The new measure will see Assurance Maladie send “an email to each insured person to inform them as soon as a healthcare expense has been covered in their name,” said Financial Director of the Caisse nationale d’Assurance maladie (Cnam) Marc Scholler in a post on social media LinkedIn. 

The aim is to reduce fraud, and show people the level of the reimbursements they receive from a system that saw a deficit of €14 billion in 2024.

Recipients do not need to do anything with the emails, which will be sent automatically.

‘Healthcare is priceless… but it has a cost’

This information is already available to recipients through their online ‘Ameli’ account with the state health insurer, which shows reimbursements from both Assurance Maladie and top-up mutuelle insurers (if the latter are linked to the account).

However, informing patients of the reimbursement directly “encourages them to see what solidarity has actually financed on our behalf,” said Mr Scholler.

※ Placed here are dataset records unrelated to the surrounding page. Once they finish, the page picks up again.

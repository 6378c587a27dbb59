//! Parameter automation: a timeline of scheduled value changes.
//!
//! Mirrors the automation model of common audio backends: an intrinsic value
//! plus time-stamped events (set, linear ramp, exponential ramp, exponential
//! approach to a target). Modules expose their settable properties and
//! modulatable inputs as [`ParamHandle`]s, which envelopes hold on to so a
//! release can be scheduled after the attack was.

use std::cell::RefCell;
use std::fmt;
use std::rc::Rc;

/// What happens at an automation event's time.
#[derive(Debug, Clone, Copy, PartialEq)]
pub enum Ramp {
    /// Jump to the value.
    Set(f64),
    /// Arrive at the value, interpolating linearly from the previous event.
    Linear(f64),
    /// Arrive at the value, interpolating exponentially from the previous event.
    Exponential(f64),
    /// Start approaching `target` with the given time constant.
    Target { target: f64, time_constant: f64 },
}

/// A scheduled automation event.
#[derive(Debug, Clone, Copy, PartialEq)]
pub struct AutomationEvent {
    pub time: f64,
    pub ramp: Ramp,
}

/// Intrinsic value plus ordered automation events.
#[derive(Debug, Clone, PartialEq)]
pub struct Automation {
    value: f64,
    events: Vec<AutomationEvent>,
}

impl Automation {
    pub fn new(value: f64) -> Self {
        Self {
            value,
            events: Vec::new(),
        }
    }

    /// The intrinsic value, used before any event applies.
    pub fn value(&self) -> f64 {
        self.value
    }

    pub fn set_value(&mut self, value: f64) {
        self.value = value;
    }

    pub fn events(&self) -> &[AutomationEvent] {
        &self.events
    }

    pub fn set_value_at_time(&mut self, value: f64, time: f64) {
        self.insert(time, Ramp::Set(value));
    }

    pub fn linear_ramp_to_value_at_time(&mut self, value: f64, time: f64) {
        self.insert(time, Ramp::Linear(value));
    }

    pub fn exponential_ramp_to_value_at_time(&mut self, value: f64, time: f64) {
        self.insert(time, Ramp::Exponential(value));
    }

    pub fn set_target_at_time(&mut self, target: f64, time: f64, time_constant: f64) {
        self.insert(
            time,
            Ramp::Target {
                target,
                time_constant,
            },
        );
    }

    /// Drop every event scheduled at or after `time`.
    pub fn cancel_scheduled_values(&mut self, time: f64) {
        self.events.retain(|e| e.time < time);
    }

    /// Events at equal times keep their insertion order.
    fn insert(&mut self, time: f64, ramp: Ramp) {
        let idx = self.events.partition_point(|e| e.time <= time);
        self.events.insert(idx, AutomationEvent { time, ramp });
    }

    /// The automated value at time `t`.
    pub fn value_at(&self, t: f64) -> f64 {
        let mut anchor = Anchor {
            time: 0.0,
            value: self.value,
            approach: None,
        };

        for event in &self.events {
            if event.time > t {
                return match event.ramp {
                    Ramp::Linear(end) => anchor.linear(t, event.time, end),
                    Ramp::Exponential(end) => anchor.exponential(t, event.time, end),
                    _ => anchor.held(t),
                };
            }
            anchor = match event.ramp {
                Ramp::Set(v) | Ramp::Linear(v) | Ramp::Exponential(v) => Anchor {
                    time: event.time,
                    value: v,
                    approach: None,
                },
                Ramp::Target {
                    target,
                    time_constant,
                } => Anchor {
                    time: event.time,
                    value: anchor.held(event.time),
                    approach: Some((target, time_constant)),
                },
            };
        }

        anchor.held(t)
    }
}

/// The last settled point of the timeline.
#[derive(Debug, Clone, Copy)]
struct Anchor {
    time: f64,
    value: f64,
    approach: Option<(f64, f64)>,
}

impl Anchor {
    fn held(&self, t: f64) -> f64 {
        match self.approach {
            Some((target, tau)) if tau > 0.0 && t > self.time => {
                target + (self.value - target) * (-(t - self.time) / tau).exp()
            }
            Some((target, _)) if t > self.time => target,
            _ => self.value,
        }
    }

    fn linear(&self, t: f64, end_time: f64, end: f64) -> f64 {
        let start = self.held(self.time);
        let span = end_time - self.time;
        if span <= 0.0 {
            return end;
        }
        start + (end - start) * ((t - self.time) / span).max(0.0)
    }

    fn exponential(&self, t: f64, end_time: f64, end: f64) -> f64 {
        let start = self.held(self.time);
        let span = end_time - self.time;
        if span <= 0.0 {
            return end;
        }
        if start * end <= 0.0 {
            return self.held(t);
        }
        start * (end / start).powf(((t - self.time) / span).max(0.0))
    }
}

/// Shared handle to one module's automatable property.
#[derive(Clone, PartialEq)]
pub struct ParamHandle(Rc<RefCell<Automation>>);

impl ParamHandle {
    pub fn new(value: f64) -> Self {
        Self(Rc::new(RefCell::new(Automation::new(value))))
    }

    pub fn value(&self) -> f64 {
        self.0.borrow().value()
    }

    pub fn set_value(&self, value: f64) {
        self.0.borrow_mut().set_value(value);
    }

    pub fn value_at(&self, t: f64) -> f64 {
        self.0.borrow().value_at(t)
    }

    pub fn set_value_at_time(&self, value: f64, time: f64) {
        self.0.borrow_mut().set_value_at_time(value, time);
    }

    pub fn linear_ramp_to_value_at_time(&self, value: f64, time: f64) {
        self.0.borrow_mut().linear_ramp_to_value_at_time(value, time);
    }

    pub fn exponential_ramp_to_value_at_time(&self, value: f64, time: f64) {
        self.0
            .borrow_mut()
            .exponential_ramp_to_value_at_time(value, time);
    }

    pub fn set_target_at_time(&self, target: f64, time: f64, time_constant: f64) {
        self.0
            .borrow_mut()
            .set_target_at_time(target, time, time_constant);
    }

    pub fn cancel_scheduled_values(&self, time: f64) {
        self.0.borrow_mut().cancel_scheduled_values(time);
    }

    /// Copy of the scheduled events.
    pub fn events(&self) -> Vec<AutomationEvent> {
        self.0.borrow().events().to_vec()
    }

    /// Hold the value reached at `time` and drop everything after it.
    pub fn hold_at(&self, time: f64) -> f64 {
        let mut automation = self.0.borrow_mut();
        let current = automation.value_at(time);
        automation.cancel_scheduled_values(time);
        automation.set_value_at_time(current, time);
        current
    }
}

impl fmt::Debug for ParamHandle {
    fn fmt(&self, f: &mut fmt::Formatter<'_>) -> fmt::Result {
        let automation = self.0.borrow();
        f.debug_struct("ParamHandle")
            .field("value", &automation.value)
            .field("events", &automation.events.len())
            .finish()
    }
}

“Healthcare is priceless, but it does have a cost,” he added, citing that out of every €1,000 spent on healthcare currently, €54 is spent on financing interest on the social security debt in France, as expenditure on the social security system exceeds its revenue.

The email scheme is also aimed at reducing fraud, with officials hoping that people will check that the procedure for which they are being reimbursed was actually the one undertaken and not a fictitious or overcharged procedure.

“If an anomaly appears—for example, a procedure that was never performed but billed - everyone can react… the goal is to share the task of fraud monitoring with the patients themselves,” Mr Scholler added, telling Le Parisien of an example where a man who had attended a dental health centre for a €40 scaling then saw on his Ameli account the centre had claimed €8,000 for dental prostheses.

The full post on Mr Scholler’s LinkedIn page can be viewed here.

More than €260 million in fraudulent claims was averted in 2024 due to anti-fraud measures, with Assurance Maladie hoping these emails further reduce the impact of fraud. 

Other anti-fraud schemes recently introduced in the sector include paper sick-notes only being accepted if they are official ‘Cerfa’ forms.